“Brooklyn. Let’s get a cab.”
To where? The East Village? Brooklyn? (Yeah, I know, a borough, but Jack’s the exception to the bridge-and-tunnel-people-aren’t-cool rule.) His intent isn’t clear, but what the hell?
I’ve got other things to worry about right now. It’s all I can do to concentrate on finding my coat-check tag. Jack helps me look. We both crack jokes and laugh hysterically the entire time.
I guess you had to be there. And drunk.
Ultimately, we arrive at the hilarious—at least, to us—conclusion that I’ve misplaced the tag. I then have to focus on not slurring when I describe my outdated wool coat to the utterly unamused and fashionable coat-check girl.
Outside, the arctic air hits me, along with a big dose of reality. Suddenly nothing seems funny.
I just made out with some guy at the office party. Now I’m leaving with him.
Does he think he’s coming to my place? Does he think I’m going to his place?
I should insist on separate cabs to our respective places, just to make sure this doesn’t go any further.
For some reason, Buckley’s face pops into my head. I hear Buckley’s voice warning me to stay away from strange guys.
I promised him. At least, I think I did.
But Buckley doesn’t have to know…
No. Stop it, Tracey.
Sleeping with some guy you just met and will never see again is one thing. A bad thing.
Sleeping with a co-worker you just met is…
Well, it’s just out of the question.
It’s the ultimate Don’t.
I stand on the sidewalk by a garbage can and smoke a cigarette, trying to sober up while Jack stands in the street and tries to hail a cab. They’re few and far between, and when he finally gets one, I’m not about to tell him to let me take it alone. I mean, that would make me a Don’t and a Bitch. A Bitchy Don’t.

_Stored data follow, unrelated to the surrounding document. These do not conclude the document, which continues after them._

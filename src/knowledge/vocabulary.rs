//! Controlled vocabularies resolving legend labels to lithology and age.

use crate::error::{GeoMapError, Result};
use crate::meta::unknown;
use regex::Regex;
use serde::Deserialize;
use std::path::Path;
use std::sync::OnceLock;

const SEPARATORS: [&str; 10] = [",", "、", "-", " and ", "和", "及", "或", "\n", "/", "("];
const NOISE: [&str; 5] = ["脉", "?", ")", "member", "."];
const TRUNCATE_AT: [&str; 4] = ["夹", "（", "。", ":"];
const SKIP_PAST: [&str; 3] = ["的", "色", "—"];

fn separator_pattern() -> &'static Regex {
    static PATTERN: OnceLock<Regex> = OnceLock::new();
    PATTERN.get_or_init(|| {
        let alternation = SEPARATORS
            .iter()
            .map(|s| regex::escape(s))
            .collect::<Vec<_>>()
            .join("|");
        Regex::new(&alternation).expect("Invalid regex pattern")
    })
}

#[derive(Deserialize)]
struct VocabularyRecord {
    rock_name: String,
    rock_value: String,
}

/// Ordered name -> value vocabulary (rock type or rock age)
#[derive(Debug, Clone, Default)]
pub struct RockVocabulary {
    entries: Vec<(String, String)>,
}

impl RockVocabulary {
    /// Load a JSON list of `{"rock_name", "rock_value"}` records
    pub fn load(path: &Path) -> Result<Self> {
        let text = std::fs::read_to_string(path).map_err(|e| {
            GeoMapError::Knowledge(format!("Failed to read vocabulary {}: {}", path.display(), e))
        })?;
        let records: Vec<VocabularyRecord> = serde_json::from_str(&text)?;
        log::debug!("Loaded {} vocabulary entries from {}", records.len(), path.display());
        Ok(Self::from_entries(
            records.into_iter().map(|r| (r.rock_name, r.rock_value)),
        ))
    }

    /// Names and values are lower-cased. A repeated name keeps its first
    /// position and takes the later value.
    pub fn from_entries<I, K, V>(entries: I) -> Self
    where
        I: IntoIterator<Item = (K, V)>,
        K: AsRef<str>,
        V: AsRef<str>,
    {
        let mut out: Vec<(String, String)> = Vec::new();
        for (name, value) in entries {
            let name = name.as_ref().to_lowercase();
            let value = value.as_ref().to_lowercase();
            match out.iter_mut().find(|(n, _)| *n == name) {
                Some(slot) => slot.1 = value,
                None => out.push((name, value)),
            }
        }
        Self { entries: out }
    }

    pub fn len(&self) -> usize {
        self.entries.len()
    }

    pub fn is_empty(&self) -> bool {
        self.entries.is_empty()
    }

    /// Value for a legend label, or `unknown`.
    ///
    /// The label is split into candidate names; a vocabulary entry matches a
    /// candidate when either contains the other. The last matching entry in
    /// vocabulary order wins.
    pub fn lookup(&self, label: Option<&str>) -> String {
        let Some(label) = label else {
            return unknown();
        };
        let names = split_label(label);

        let mut found = None;
        for (rock_name, value) in &self.entries {
            if names
                .iter()
                .any(|n| n.contains(rock_name.as_str()) || rock_name.contains(n.as_str()))
            {
                found = Some(value);
            }
        }
        found.cloned().unwrap_or_else(unknown)
    }
}

/// Split a label into cleaned candidate rock names
pub fn split_label(label: &str) -> Vec<String> {
    let lowered = label.trim().to_lowercase();
    separator_pattern()
        .split(&lowered)
        .map(|part| clean_name(part.trim().trim_matches(')')))
        .filter(|name| !name.is_empty())
        .collect()
}

fn clean_name(name: &str) -> String {
    let mut name = name.to_string();
    for noise in NOISE {
        name = name.replace(noise, "").trim().to_string();
    }
    for marker in TRUNCATE_AT {
        if let Some(pos) = name.find(marker) {
            name = name[..pos].trim().to_string();
        }
    }
    for marker in SKIP_PAST {
        if let Some(pos) = name.find(marker) {
            name = name[pos + marker.len()..].trim().to_string();
        }
    }
    name.trim().to_string()
}

/// Lithology and stratigraphic age resolved for one legend label
#[derive(Debug, Clone, PartialEq, Eq)]
pub struct LegendKnowledge {
    pub rock_type: String,
    pub rock_age: String,
}

/// Pair of vocabularies used during digitization
#[derive(Debug, Clone, Default)]
pub struct LegendVocabulary {
    pub rock_type: RockVocabulary,
    pub rock_age: RockVocabulary,
}

impl LegendVocabulary {
    pub fn load(rock_type: &Path, rock_age: &Path) -> Result<Self> {
        Ok(Self {
            rock_type: RockVocabulary::load(rock_type)?,
            rock_age: RockVocabulary::load(rock_age)?,
        })
    }

    pub fn resolve(&self, label: Option<&str>) -> LegendKnowledge {
        LegendKnowledge {
            rock_type: self.rock_type.lookup(label),
            rock_age: self.rock_age.lookup(label),
        }
    }
}

#[cfg(test)]
mod tests {
    use super::*;
    use tempfile::TempDir;

    fn rock_types() -> RockVocabulary {
        RockVocabulary::from_entries([
            ("Granite", "Igneous"),
            ("Sandstone", "Sedimentary"),
            ("Schist", "Metamorphic"),
            ("花岗岩", "岩浆岩"),
        ])
    }

    #[test]
    fn test_split_label() {
        assert_eq!(
            split_label("Sandstone and Shale (Member)"),
            vec!["sandstone".to_string(), "shale".to_string()]
        );
        assert_eq!(split_label("灰白色花岗岩夹片麻岩"), vec!["花岗岩".to_string()]);
        assert!(split_label(" - ").is_empty());
    }

    #[test]
    fn test_lookup_containment_both_ways() {
        let vocab = rock_types();
        assert_eq!(vocab.lookup(Some("Biotite granite")), "igneous");
        assert_eq!(vocab.lookup(Some("schist")), "metamorphic");
        assert_eq!(vocab.lookup(Some("灰白色花岗岩")), "岩浆岩");
        assert_eq!(vocab.lookup(Some("Alluvium")), "unknown");
        assert_eq!(vocab.lookup(None), "unknown");
    }

    #[test]
    fn test_last_match_wins() {
        let vocab = rock_types();
        // matches both sandstone and granite; granite comes first in the vocabulary
        assert_eq!(vocab.lookup(Some("granite, sandstone")), "sedimentary");
    }

    #[test]
    fn test_duplicate_names_keep_position() {
        let vocab = RockVocabulary::from_entries([("a", "1"), ("b", "2"), ("A", "3")]);
        assert_eq!(vocab.len(), 2);
        assert_eq!(vocab.entries[0], ("a".to_string(), "3".to_string()));
    }

    #[test]
    fn test_load_vocabulary_file() {
        let dir = TempDir::new().unwrap();
        let path = dir.path().join("k2_rock_age.json");
        std::fs::write(
            &path,
            r#"[{"rock_name": "Granite", "rock_value": "Cretaceous"}]"#,
        )
        .unwrap();
        let vocab = RockVocabulary::load(&path).unwrap();
        assert_eq!(vocab.lookup(Some("Porphyritic granite")), "cretaceous");
        assert!(RockVocabulary::load(&dir.path().join("missing.json")).is_err());
    }
}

I giggle. I can’t help it.
Jack looks at me. “What’s funny?”
I wipe the goofy grin off my face. “What?”
“Didn’t you just laugh?”
“Me? Nope. Not me.”
Jack looks confused.
I smile pleasantly. At least, I hope I do. For all I know, another burst of maniacal laughter can escape me at any moment.
Oh, Lord, am I ever trashed. I try to send myself Sober Up vibes as we climb into the back seat, which smells of mildew unsuccessfully masked by fruity air freshener. I immediately tell the driver my address.
“And after that, I need to go to Brooklyn,” Jack says through the plastic window.
Instant relief. He’s not planning on coming home with me.
Bitter disappointment. He’s not planning on coming home with me.
As the cab barrels down Ninth Avenue, I focus on the driver’s name on his license fastened to the dashboard. To inebriated moi it looks like Ishmael Ishtar, and I vaguely wonder which is his first name and which is his last.
Then Jack puts his arm around me and pulls me closer. Kisses me. I feel weak.
In the front seat, the driver speaks in a foreign language into his two-way radio.
In the back seat, Jack makes me forget everything I promised myself five minutes ago.
All too soon, we’re at my building. Jack opens the door, and we both step out onto the sidewalk.
“Can I come up?” he asks, low, in my ear.
“You already told Ishmael you’re going to Brooklyn.”
“Huh?”
I gesture at the driver.
“Oh.” He shrugs. “I’ll give him a big tip.”
He kisses me, an intensely sweeping kiss.
Life comes down to a few Moments of Truth. This is one of them.
What will happen if I say yes?
What will happen if I say no?
There’s no way of knowing.
Nothing to do but take a deep breath—and make a decision.